Records for this task START

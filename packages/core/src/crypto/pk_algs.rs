//! Реестр алгоритмов
//!
//! Maps algorithm names to family constructors: loading serialized keys,
//! generating fresh private keys, and listing which families this build
//! was compiled with. Families disabled through cargo features take the
//! same path as names nobody has heard of.

#[cfg(any(feature = "rsa", feature = "post-quantum"))]
use crate::config::Config;
use crate::crypto::alg_id::AlgorithmIdentifier;
use crate::crypto::families::curve25519::{Curve25519Private, Curve25519Public};
use crate::crypto::families::ed25519::{Ed25519Private, Ed25519Public};
use crate::crypto::pk_keys::{PrivateKey, PublicKey, SUPPORTED_PROVIDERS};
use crate::error::{CryptoError, Result};
use rand_core::CryptoRngCore;

#[cfg(feature = "ecc")]
use crate::crypto::families::{
    ec_group::EcGroup,
    ecdh::{EcdhPrivate, EcdhPublic},
    ecdsa::{EcdsaPrivate, EcdsaPublic},
};
#[cfg(feature = "dl")]
use crate::crypto::families::{
    dl_group::DlGroup,
    dsa::{DsaPrivate, DsaPublic},
};
#[cfg(feature = "post-quantum")]
use crate::crypto::families::{
    dilithium::{DilithiumMode, DilithiumPrivate, DilithiumPublic},
    kyber::{KyberMode, KyberPrivate, KyberPublic},
};
#[cfg(feature = "rsa")]
use crate::crypto::families::rsa::{RsaPrivate, RsaPublic};
#[cfg(feature = "rsa")]
use crate::utils::parsing::to_u32bit;

/// Algorithm families known to the registry.
#[derive(Debug, Clone, Copy, PartialEq, Eq, Hash)]
pub enum Algorithm {
    #[cfg(feature = "rsa")]
    Rsa,
    #[cfg(feature = "ecc")]
    Ecdsa,
    #[cfg(feature = "ecc")]
    Ecdh,
    #[cfg(feature = "dl")]
    Dsa,
    Curve25519,
    Ed25519,
    #[cfg(feature = "post-quantum")]
    Kyber,
    #[cfg(feature = "post-quantum")]
    Dilithium,
}

impl Algorithm {
    /// Families compiled into this build, in registry order.
    pub fn enabled() -> &'static [Algorithm] {
        &[
            #[cfg(feature = "rsa")]
            Algorithm::Rsa,
            #[cfg(feature = "ecc")]
            Algorithm::Ecdsa,
            #[cfg(feature = "ecc")]
            Algorithm::Ecdh,
            #[cfg(feature = "dl")]
            Algorithm::Dsa,
            Algorithm::Curve25519,
            Algorithm::Ed25519,
            #[cfg(feature = "post-quantum")]
            Algorithm::Kyber,
            #[cfg(feature = "post-quantum")]
            Algorithm::Dilithium,
        ]
    }

    pub fn name(&self) -> &'static str {
        match self {
            #[cfg(feature = "rsa")]
            Algorithm::Rsa => "RSA",
            #[cfg(feature = "ecc")]
            Algorithm::Ecdsa => "ECDSA",
            #[cfg(feature = "ecc")]
            Algorithm::Ecdh => "ECDH",
            #[cfg(feature = "dl")]
            Algorithm::Dsa => "DSA",
            Algorithm::Curve25519 => "Curve25519",
            Algorithm::Ed25519 => "Ed25519",
            #[cfg(feature = "post-quantum")]
            Algorithm::Kyber => "Kyber",
            #[cfg(feature = "post-quantum")]
            Algorithm::Dilithium => "Dilithium",
        }
    }

    /// Exact, case-sensitive lookup. Kyber and Dilithium also match their
    /// mode names (`Kyber-768-r3`), and `X25519` is accepted for Curve25519.
    pub fn from_name(name: &str) -> Option<Self> {
        if name == "X25519" {
            return Some(Algorithm::Curve25519);
        }
        #[cfg(feature = "post-quantum")]
        {
            if name.starts_with("Kyber-") {
                return Some(Algorithm::Kyber);
            }
            if name.starts_with("Dilithium-") {
                return Some(Algorithm::Dilithium);
            }
        }
        Self::enabled().iter().copied().find(|alg| alg.name() == name)
    }
}

fn unavailable(alg_name: &str) -> CryptoError {
    CryptoError::Decoding(format!(
        "Unknown or unavailable public key algorithm '{}'",
        alg_name
    ))
}

/// Decode a public key from its identifier and subject-public-key bits.
pub fn load_public_key(
    alg_id: &AlgorithmIdentifier,
    key_bits: &[u8],
) -> Result<Box<dyn PublicKey>> {
    use tracing::debug;

    let alg_name = alg_id.algorithm_name();
    let algorithm = Algorithm::from_name(alg_name).ok_or_else(|| unavailable(alg_name))?;

    debug!(
        target: "pubkey::registry",
        algorithm = %alg_name,
        "Loading public key"
    );

    let key: Box<dyn PublicKey> = match algorithm {
        #[cfg(feature = "rsa")]
        Algorithm::Rsa => Box::new(RsaPublic::from_bits(alg_id, key_bits)?),
        #[cfg(feature = "ecc")]
        Algorithm::Ecdsa => Box::new(EcdsaPublic::from_bits(alg_id, key_bits)?),
        #[cfg(feature = "ecc")]
        Algorithm::Ecdh => Box::new(EcdhPublic::from_bits(alg_id, key_bits)?),
        #[cfg(feature = "dl")]
        Algorithm::Dsa => Box::new(DsaPublic::from_bits(alg_id, key_bits)?),
        Algorithm::Curve25519 => Box::new(Curve25519Public::from_bits(alg_id, key_bits)?),
        Algorithm::Ed25519 => Box::new(Ed25519Public::from_bits(alg_id, key_bits)?),
        #[cfg(feature = "post-quantum")]
        Algorithm::Kyber => Box::new(KyberPublic::from_bits(alg_id, key_bits)?),
        #[cfg(feature = "post-quantum")]
        Algorithm::Dilithium => Box::new(DilithiumPublic::from_bits(alg_id, key_bits)?),
    };
    Ok(key)
}

/// Decode a private key from its identifier and private-key bits.
pub fn load_private_key(
    alg_id: &AlgorithmIdentifier,
    key_bits: &[u8],
) -> Result<Box<dyn PrivateKey>> {
    use tracing::debug;

    let alg_name = alg_id.algorithm_name();
    let algorithm = Algorithm::from_name(alg_name).ok_or_else(|| unavailable(alg_name))?;

    debug!(
        target: "pubkey::registry",
        algorithm = %alg_name,
        "Loading private key"
    );

    let key: Box<dyn PrivateKey> = match algorithm {
        #[cfg(feature = "rsa")]
        Algorithm::Rsa => Box::new(RsaPrivate::from_bits(alg_id, key_bits)?),
        #[cfg(feature = "ecc")]
        Algorithm::Ecdsa => Box::new(EcdsaPrivate::from_bits(alg_id, key_bits)?),
        #[cfg(feature = "ecc")]
        Algorithm::Ecdh => Box::new(EcdhPrivate::from_bits(alg_id, key_bits)?),
        #[cfg(feature = "dl")]
        Algorithm::Dsa => Box::new(DsaPrivate::from_bits(alg_id, key_bits)?),
        Algorithm::Curve25519 => Box::new(Curve25519Private::from_bits(alg_id, key_bits)?),
        Algorithm::Ed25519 => Box::new(Ed25519Private::from_bits(alg_id, key_bits)?),
        #[cfg(feature = "post-quantum")]
        Algorithm::Kyber => Box::new(KyberPrivate::from_bits(alg_id, key_bits)?),
        #[cfg(feature = "post-quantum")]
        Algorithm::Dilithium => Box::new(DilithiumPrivate::from_bits(alg_id, key_bits)?),
    };
    Ok(key)
}

/// Generate a new EC private key on `group`.
///
/// Returns `Ok(None)` for algorithms that are not EC based.
#[cfg(feature = "ecc")]
pub fn create_ec_private_key(
    alg_name: &str,
    group: EcGroup,
    rng: &mut dyn CryptoRngCore,
) -> Result<Option<Box<dyn PrivateKey>>> {
    match alg_name {
        "ECDSA" => Ok(Some(Box::new(EcdsaPrivate::generate(rng, group)))),
        "ECDH" => Ok(Some(Box::new(EcdhPrivate::generate(rng, group)))),
        _ => Ok(None),
    }
}

/// Generate a new private key.
///
/// `params` selects the key size, group or parameter set; empty means the
/// configured default. Unknown algorithms yield `Ok(None)`. The provider
/// only matters once operations are created, so it is not checked here.
pub fn create_private_key(
    alg_name: &str,
    rng: &mut dyn CryptoRngCore,
    params: &str,
    provider: &str,
) -> Result<Option<Box<dyn PrivateKey>>> {
    use tracing::{debug, info};

    let Some(algorithm) = Algorithm::from_name(alg_name) else {
        debug!(
            target: "pubkey::registry",
            algorithm = %alg_name,
            "No such algorithm, nothing created"
        );
        return Ok(None);
    };

    let key: Box<dyn PrivateKey> = match algorithm {
        #[cfg(feature = "rsa")]
        Algorithm::Rsa => Box::new(RsaPrivate::generate(rng, rsa_bits(params)?)?),
        #[cfg(feature = "ecc")]
        Algorithm::Ecdsa | Algorithm::Ecdh => {
            let group = EcGroup::resolve(alg_name, params)?;
            return create_ec_private_key(alg_name, group, rng);
        }
        #[cfg(feature = "dl")]
        Algorithm::Dsa => Box::new(DsaPrivate::generate(rng, DlGroup::resolve(alg_name, params)?)),
        Algorithm::Curve25519 => {
            expect_no_params(alg_name, params, &["Curve25519", "X25519"])?;
            Box::new(Curve25519Private::generate(rng))
        }
        Algorithm::Ed25519 => {
            expect_no_params(alg_name, params, &["Ed25519"])?;
            Box::new(Ed25519Private::generate(rng))
        }
        #[cfg(feature = "post-quantum")]
        Algorithm::Kyber => Box::new(KyberPrivate::generate(kyber_mode(alg_name, params)?)),
        #[cfg(feature = "post-quantum")]
        Algorithm::Dilithium => {
            Box::new(DilithiumPrivate::generate(dilithium_mode(alg_name, params)?))
        }
    };

    info!(
        target: "pubkey::registry",
        algorithm = %key.algorithm_name(),
        key_length = key.key_length(),
        provider = %provider,
        "Generated private key"
    );

    Ok(Some(key))
}

/// Providers from `candidates` that can create private keys. Only `base`
/// exists, whatever the algorithm.
pub fn probe_provider_private_key(_alg_name: &str, candidates: &[&str]) -> Vec<String> {
    candidates
        .iter()
        .filter(|p| SUPPORTED_PROVIDERS.contains(*p))
        .map(|p| p.to_string())
        .collect()
}

fn expect_no_params(alg_name: &str, params: &str, accepted: &[&str]) -> Result<()> {
    if params.is_empty() || accepted.contains(&params) {
        Ok(())
    } else {
        Err(CryptoError::InvalidArgument(format!(
            "{} does not take parameters '{}'",
            alg_name, params
        )))
    }
}

#[cfg(feature = "rsa")]
fn rsa_bits(params: &str) -> Result<usize> {
    let config = Config::global();
    let bits = if params.is_empty() {
        config.default_rsa_bits
    } else {
        to_u32bit(params)? as usize
    };

    if bits < config.min_rsa_bits || bits > config.max_rsa_bits {
        return Err(CryptoError::InvalidArgument(format!(
            "RSA key size {} outside [{}, {}]",
            bits, config.min_rsa_bits, config.max_rsa_bits
        )));
    }
    Ok(bits)
}

/// Mode from a `Kyber-...` name, or from params when the name is bare.
#[cfg(feature = "post-quantum")]
fn kyber_mode(alg_name: &str, params: &str) -> Result<KyberMode> {
    if alg_name != "Kyber" {
        expect_no_params(alg_name, params, &[alg_name])?;
        return KyberMode::from_name(alg_name);
    }
    if params.is_empty() {
        KyberMode::from_name(&Config::global().default_kyber_mode)
    } else {
        KyberMode::from_name(params)
    }
}

#[cfg(feature = "post-quantum")]
fn dilithium_mode(alg_name: &str, params: &str) -> Result<DilithiumMode> {
    if alg_name != "Dilithium" {
        expect_no_params(alg_name, params, &[alg_name])?;
        return DilithiumMode::from_name(alg_name);
    }
    let mode = match params {
        "" => Config::global().default_dilithium_mode.as_str(),
        "dilithium2" => "Dilithium-4x4-r3",
        "dilithium3" => "Dilithium-6x5-r3",
        "dilithium5" => "Dilithium-8x7-r3",
        other => other,
    };
    DilithiumMode::from_name(mode)
}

Records for this task END

- **Work to be completed**
Your task is to repeat the records exactly. Begin at their first line and stop after the line containing "families this build".

- **Your response**
filename packages/core/src/crypto/pk_algs.rs
//! Реестр алгоритмов
//!
//! Maps algorithm names to family constructors: loading serialized keys,
//! generating fresh private keys, and listing which families this build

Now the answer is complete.